● Collection entries
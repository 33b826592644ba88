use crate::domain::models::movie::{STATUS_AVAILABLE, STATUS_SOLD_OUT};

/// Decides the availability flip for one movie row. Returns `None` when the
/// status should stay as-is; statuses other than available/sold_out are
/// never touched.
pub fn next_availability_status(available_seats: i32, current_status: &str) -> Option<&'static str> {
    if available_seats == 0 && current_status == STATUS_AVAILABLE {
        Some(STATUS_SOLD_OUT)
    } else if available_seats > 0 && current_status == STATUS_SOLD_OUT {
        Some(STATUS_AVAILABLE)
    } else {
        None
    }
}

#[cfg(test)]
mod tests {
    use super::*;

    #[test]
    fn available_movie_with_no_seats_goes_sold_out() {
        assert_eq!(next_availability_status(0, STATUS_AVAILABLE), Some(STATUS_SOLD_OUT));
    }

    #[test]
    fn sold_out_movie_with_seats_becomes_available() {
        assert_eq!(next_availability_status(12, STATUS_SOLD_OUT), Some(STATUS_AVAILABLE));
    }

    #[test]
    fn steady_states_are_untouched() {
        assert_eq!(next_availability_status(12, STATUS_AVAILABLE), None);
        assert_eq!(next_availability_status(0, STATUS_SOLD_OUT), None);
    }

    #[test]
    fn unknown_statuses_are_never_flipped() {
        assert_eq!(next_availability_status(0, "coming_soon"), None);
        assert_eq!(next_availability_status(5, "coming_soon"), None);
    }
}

● TRY IT
Having read the entries above, set each one down again exactly.

● EXERCISE OUTPUT
repository 33b826592644ba88
use crate::domain::models::movie::{STATUS_AVAILABLE, STATUS_SOLD_OUT};

/// Decides the availability flip for one movie row. Returns `None` when the
/// status should stay as-is; statuses other than available/sold_out are
/// never touched.
pub fn next_availability_status(available_seats: i32, current_status: &str) -> Option<&'static str> {
    if available_seats == 0 && current_status == STATUS_AVAILABLE {
        Some(STATUS_SOLD_OUT)
    } else if available_seats > 0 && current_status == STATUS_SOLD_OUT {
        Some(STATUS_AVAILABLE)
    } else {
        None
    }
}

#[cfg(test)]
mod tests {
    use super::*;

    #[test]
    fn available_movie_with_no_seats_goes_sold_out() {
        assert_eq!(next_availability_status(0, STATUS_AVAILABLE), Some(STATUS_SOLD_OUT));
    }

    #[test]
    fn sold_out_movie_with_seats_becomes_available() {
        assert_eq!(next_availability_status(12, STATUS_SOLD_OUT), Some(STATUS_AVAILABLE));
    }

    #[test]
    fn steady_states_are_untouched() {
        assert_eq!(next_availability_status(12, STATUS_AVAILABLE), None);
        assert_eq!(next_availability_status(0, STATUS_SOLD_OUT), None);
    }

    #[test]
    fn unknown_statuses_are_never_flipped() {
        assert_eq!(next_availability_status(0, "coming_soon"), None);
        assert_eq!(next_availability_status(5, "coming_soon"), None);
    }
}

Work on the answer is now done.